## Goal of the exercise
With "last" as the search word, show every line of the material that has it.
--- Listed records ---
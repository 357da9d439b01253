//! # Core Module
//!
//! Shared primitives used by every stage of the voxel pipeline.
//!
//! ## Key Components
//! - `MtResource`: Thread-safe reference-counted handle with read-write locking. Chunks are
//!   stored in the world as `MtResource<Chunk>` so worker jobs can hold a chunk alive and
//!   borrow it for the duration of a stage without the store itself being locked.
//!
//! ## Usage
//! ```rust
//! use voxel_world::core::MtResource;
//!
//! let counter = MtResource::new(0);
//! *counter.get_mut() += 1;
//! assert_eq!(*counter.get(), 1);
//! ```

pub mod mt_resource;

pub use mt_resource::MtResource;
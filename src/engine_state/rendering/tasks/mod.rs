//! Background tasks for the rendering system.
//!
//! # Available Tasks
//! - `ChunkMeshGenerationTask`: Generates terrain and water meshes for a chunk

pub mod chunk_mesh_generation_task;
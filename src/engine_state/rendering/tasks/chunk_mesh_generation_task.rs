//! Task for generating mesh data for chunks in a background thread.
//!
//! This module contains the `ChunkMeshGenerationTask` which builds the terrain and
//! water meshes of one chunk on a worker. The main thread stays free to schedule
//! other chunks while the greedy passes run.

use std::sync::{Arc, RwLockReadGuard};

use crate::{
    core::MtResource,
    engine_state::{
        rendering::meshing::{build_chunk_meshes, ChunkMeshBuffers},
        task_management::task::{Task, TaskResult},
        voxels::{
            block::texture_table::BlockTextureTable,
            chunk::{neighborhood::ChunkNeighborhood, Chunk},
            world::World,
        },
    },
};

/// A task that generates mesh data for a chunk in a background thread.
///
/// This task is responsible for:
/// 1. Read-locking the chunk and its generated face neighbors
/// 2. Running the terrain and water greedy passes
/// 3. Returning the buffers so the main thread can attach them to the chunk
pub struct ChunkMeshGenerationTask {
    /// The chunk that needs mesh generation
    chunk: MtResource<Chunk>,
    /// Generated face neighbors, indexed by `BlockSide as usize`
    neighbors: [Option<MtResource<Chunk>>; 6],
    textures: Arc<BlockTextureTable>,
}

impl ChunkMeshGenerationTask {
    /// Creates a new chunk mesh generation task.
    ///
    /// # Arguments
    /// * `chunk` - The chunk that needs mesh generation
    /// * `neighbors` - Its face neighbors that have voxel data; `None` reads as Air
    /// * `textures` - Atlas lookup for terrain faces
    pub fn new(
        chunk: MtResource<Chunk>,
        neighbors: [Option<MtResource<Chunk>>; 6],
        textures: Arc<BlockTextureTable>,
    ) -> Self {
        ChunkMeshGenerationTask {
            chunk,
            neighbors,
            textures,
        }
    }
}

impl Task for ChunkMeshGenerationTask {
    fn process(&self) -> Box<dyn TaskResult + Send> {
        let center = self.chunk.get();
        let guards: Vec<Option<RwLockReadGuard<'_, Chunk>>> = self
            .neighbors
            .iter()
            .map(|neighbor| neighbor.as_ref().map(|chunk| chunk.get()))
            .collect();

        let mut views = [None; 6];
        for (view, guard) in views.iter_mut().zip(&guards) {
            *view = guard.as_ref().map(|chunk| chunk.voxels());
        }

        let buffers = build_chunk_meshes(&ChunkNeighborhood::new(center.voxels(), views), &self.textures);

        Box::new(ChunkMeshGenerationTaskResult {
            chunk: self.chunk.clone(),
            buffers,
        })
    }
}

/// The result of a chunk mesh generation task.
pub struct ChunkMeshGenerationTaskResult {
    chunk: MtResource<Chunk>,
    buffers: ChunkMeshBuffers,
}

impl TaskResult for ChunkMeshGenerationTaskResult {
    /// Attaches the buffers to the chunk, where the finalizer will collect them.
    fn handle_result(self: Box<Self>, _world: &World) {
        let mut chunk = self.chunk.get_mut();
        log::trace!(
            "Meshed chunk {:?}: {} terrain triangles, {} water triangles",
            chunk.position,
            self.buffers.terrain.triangle_count(),
            self.buffers.water.triangle_count()
        );
        chunk.set_pending_mesh(self.buffers);
        chunk.state.has_mesh = true;
        chunk.state.dirty = false;
    }
}
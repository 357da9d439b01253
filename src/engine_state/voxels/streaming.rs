//! # Chunk Streaming
//!
//! Keeps the set of loaded chunks equal to a sphere around the observer.
//!
//! Two radii are involved:
//!
//! * the **load radius** decides which chunks exist at all, so neighbors stay available
//!   to the water simulation and to boundary-face culling
//! * the **render radius** (never larger) decides which loaded chunks get meshed
//!
//! Reconciliation is a pure set difference against the world. Running it twice for the
//! same center changes nothing the second time, and [`ChunkStreamer::update`] skips the
//! scan entirely while the observer stays inside the same chunk.

use cgmath::Point3;

use crate::core::MtResource;

use super::chunk::Chunk;
use super::world::World;

/// Squared distance between two chunk coordinates.
pub fn distance_squared(a: Point3<i32>, b: Point3<i32>) -> i32 {
    let d = a - b;
    d.x * d.x + d.y * d.y + d.z * d.z
}

/// What a reconciliation changed.
#[derive(Default)]
pub struct StreamingUpdate {
    /// Newly created, still empty chunks.
    pub created: Vec<Point3<i32>>,
    /// Chunks removed from the world. Their buffers are freed when these handles drop.
    pub destroyed: Vec<MtResource<Chunk>>,
    /// Existing chunks that moved into render range.
    pub render_enabled: Vec<Point3<i32>>,
    /// Existing chunks that moved out of render range.
    pub render_disabled: Vec<Point3<i32>>,
}

impl StreamingUpdate {
    /// `true` if the world was left untouched.
    pub fn is_empty(&self) -> bool {
        self.created.is_empty()
            && self.destroyed.is_empty()
            && self.render_enabled.is_empty()
            && self.render_disabled.is_empty()
    }
}

/// Tracks the observer's chunk and reconciles the world around it.
pub struct ChunkStreamer {
    load_radius: i32,
    render_radius: i32,
    center: Option<Point3<i32>>,
}

impl ChunkStreamer {
    /// # Arguments
    /// * `load_radius` - Chunks within this distance (in chunks) stay loaded
    /// * `render_radius` - Chunks within this distance are meshed, clamped to `load_radius`
    pub fn new(load_radius: i32, render_radius: i32) -> Self {
        Self {
            load_radius: load_radius.max(0),
            render_radius: render_radius.clamp(0, load_radius.max(0)),
            center: None,
        }
    }

    pub fn load_radius(&self) -> i32 {
        self.load_radius
    }

    pub fn render_radius(&self) -> i32 {
        self.render_radius
    }

    /// The chunk the last reconciliation was centered on.
    pub fn center(&self) -> Option<Point3<i32>> {
        self.center
    }

    /// Every chunk coordinate within `radius` of `center`, by squared distance.
    pub fn required_positions(center: Point3<i32>, radius: i32) -> Vec<Point3<i32>> {
        let radius_squared = radius * radius;
        let mut positions = Vec::new();
        for x in -radius..=radius {
            for y in -radius..=radius {
                for z in -radius..=radius {
                    if x * x + y * y + z * z <= radius_squared {
                        positions.push(Point3::new(center.x + x, center.y + y, center.z + z));
                    }
                }
            }
        }
        positions
    }

    fn in_render_range(&self, center: Point3<i32>, position: Point3<i32>) -> bool {
        distance_squared(center, position) <= self.render_radius * self.render_radius
    }

    /// Reconciles only if the observer entered a different chunk since the last call.
    pub fn update(&mut self, observer_chunk: Point3<i32>, world: &mut World) -> Option<StreamingUpdate> {
        if self.center == Some(observer_chunk) {
            return None;
        }
        Some(self.reconcile(observer_chunk, world))
    }

    /// Makes the world contain exactly the chunks within load range of `center`.
    pub fn reconcile(&mut self, center: Point3<i32>, world: &mut World) -> StreamingUpdate {
        self.center = Some(center);
        let load_squared = self.load_radius * self.load_radius;
        let mut update = StreamingUpdate::default();

        let stale: Vec<Point3<i32>> = world
            .positions()
            .filter(|position| distance_squared(center, *position) > load_squared)
            .collect();
        for position in stale {
            if let Some(chunk) = world.remove_chunk_at(position) {
                update.destroyed.push(chunk);
            }
        }

        for position in Self::required_positions(center, self.load_radius) {
            let render = self.in_render_range(center, position);
            let (chunk, created) = world.add_chunk_at(position);
            let mut chunk = chunk.get_mut();
            if created {
                chunk.state.generate_mesh = render;
                update.created.push(position);
            } else if chunk.state.generate_mesh != render {
                chunk.state.generate_mesh = render;
                if render {
                    chunk.state.dirty = chunk.state.has_voxel_data;
                    update.render_enabled.push(position);
                } else {
                    update.render_disabled.push(position);
                }
            }
        }

        if !update.is_empty() {
            log::info!(
                "Streaming around {:?}: {} created, {} destroyed, {} entered render range, {} left it ({} loaded)",
                center,
                update.created.len(),
                update.destroyed.len(),
                update.render_enabled.len(),
                update.render_disabled.len(),
                world.len()
            );
        }

        update
    }
}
---
## Problem solution
    /// The chunk the last reconciliation was centered on.
    /// Reconciles only if the observer entered a different chunk since the last call.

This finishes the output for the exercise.